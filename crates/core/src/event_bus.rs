//! Engine event bus: a trait for emitting lifecycle events from any module.
//!
//! Modules accept an `Arc<dyn EventSink>` to surface journey lifecycle
//! milestones to analytics pipelines and customer-facing activity feeds.

use chrono::{DateTime, Utc};
use parking_lot::Mutex;
use serde::{Deserialize, Serialize};
use std::sync::Arc;
use uuid::Uuid;

/// A journey lifecycle milestone.
#[derive(Debug, Clone, Serialize, Deserialize)]
pub struct EngineEvent {
    pub event_id: Uuid,
    pub kind: EngineEventKind,
    pub account_id: String,
    pub contact_id: Option<String>,
    pub campaign_id: Option<Uuid>,
    pub journey_id: Option<Uuid>,
    /// Free-form detail: step id, exit reason, goal name.
    pub detail: Option<String>,
    pub timestamp: DateTime<Utc>,
}

#[derive(Debug, Clone, Copy, Serialize, Deserialize, PartialEq, Eq)]
#[serde(rename_all = "snake_case")]
pub enum EngineEventKind {
    JourneyEntered,
    EmailSent,
    StepSkipped,
    BranchEvaluated,
    JourneyCompleted,
    JourneyExited,
    JourneyFailed,
    GoalReached,
    EventDropped,
}

/// Trait for emitting engine events. Implementations route events to
/// analytics storage, message buses, or customer webhooks.
pub trait EventSink: Send + Sync {
    fn emit(&self, event: EngineEvent);
}

/// No-op sink for tests and modules that don't need event emission.
pub struct NoOpSink;

impl EventSink for NoOpSink {
    fn emit(&self, _event: EngineEvent) {}
}

/// In-memory sink that captures events for testing.
#[derive(Default)]
pub struct CaptureSink {
    events: Mutex<Vec<EngineEvent>>,
}

impl CaptureSink {
    pub fn new() -> Self {
        Self {
            events: Mutex::new(Vec::new()),
        }
    }

    pub fn events(&self) -> Vec<EngineEvent> {
        self.events.lock().clone()
    }

    pub fn count(&self) -> usize {
        self.events.lock().len()
    }

    pub fn count_kind(&self, kind: EngineEventKind) -> usize {
        self.events
            .lock()
            .iter()
            .filter(|e| e.kind == kind)
            .count()
    }

    pub fn clear(&self) {
        self.events.lock().clear();
    }
}

impl EventSink for CaptureSink {
    fn emit(&self, event: EngineEvent) {
        self.events.lock().push(event);
    }
}

/// Convenience builder for creating `EngineEvent` with minimal boilerplate.
pub fn make_event(
    kind: EngineEventKind,
    account_id: impl Into<String>,
    contact_id: Option<String>,
    campaign_id: Option<Uuid>,
    journey_id: Option<Uuid>,
    detail: Option<String>,
) -> EngineEvent {
    EngineEvent {
        event_id: Uuid::new_v4(),
        kind,
        account_id: account_id.into(),
        contact_id,
        campaign_id,
        journey_id,
        detail,
        timestamp: Utc::now(),
    }
}

/// Convenience: create a no-op event bus for modules that don't need it.
pub fn noop_sink() -> Arc<dyn EventSink> {
    Arc::new(NoOpSink)
}

/// Convenience: create a capture sink for tests.
pub fn capture_sink() -> Arc<CaptureSink> {
    Arc::new(CaptureSink::new())
}

#[cfg(test)]
mod tests {
    use super::*;

    #[test]
    fn test_capture_sink() {
        let sink = capture_sink();
        assert_eq!(sink.count(), 0);

        let campaign_id = Uuid::new_v4();
        sink.emit(make_event(
            EngineEventKind::JourneyEntered,
            "acct-1",
            Some("contact-1".into()),
            Some(campaign_id),
            Some(Uuid::new_v4()),
            None,
        ));
        sink.emit(make_event(
            EngineEventKind::EmailSent,
            "acct-1",
            Some("contact-1".into()),
            Some(campaign_id),
            Some(Uuid::new_v4()),
            Some("welcome-1".into()),
        ));

        assert_eq!(sink.count(), 2);
        assert_eq!(sink.count_kind(EngineEventKind::JourneyEntered), 1);
        assert_eq!(sink.count_kind(EngineEventKind::EmailSent), 1);

        let events = sink.events();
        assert_eq!(events[0].account_id, "acct-1");
        assert_eq!(events[1].detail, Some("welcome-1".into()));
    }

    #[test]
    fn test_noop_sink() {
        let sink = noop_sink();
        // Should not panic
        sink.emit(make_event(
            EngineEventKind::GoalReached,
            "acct-1",
            None,
            None,
            None,
            None,
        ));
    }
}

————

ACTIVITY:
Look above for the line that contains "self.events.lock().clone()". Starting there, transcribe every line exactly until you have copied the line that contains "with minimal boilerplate.".

OUTPUT:
        self.events.lock().clone()
    }

    pub fn count(&self) -> usize {
        self.events.lock().len()
    }

    pub fn count_kind(&self, kind: EngineEventKind) -> usize {
        self.events
            .lock()
            .iter()
            .filter(|e| e.kind == kind)
            .count()
    }

    pub fn clear(&self) {
        self.events.lock().clear();
    }
}

impl EventSink for CaptureSink {
    fn emit(&self, event: EngineEvent) {
        self.events.lock().push(event);
    }
}

/// Convenience builder for creating `EngineEvent` with minimal boilerplate.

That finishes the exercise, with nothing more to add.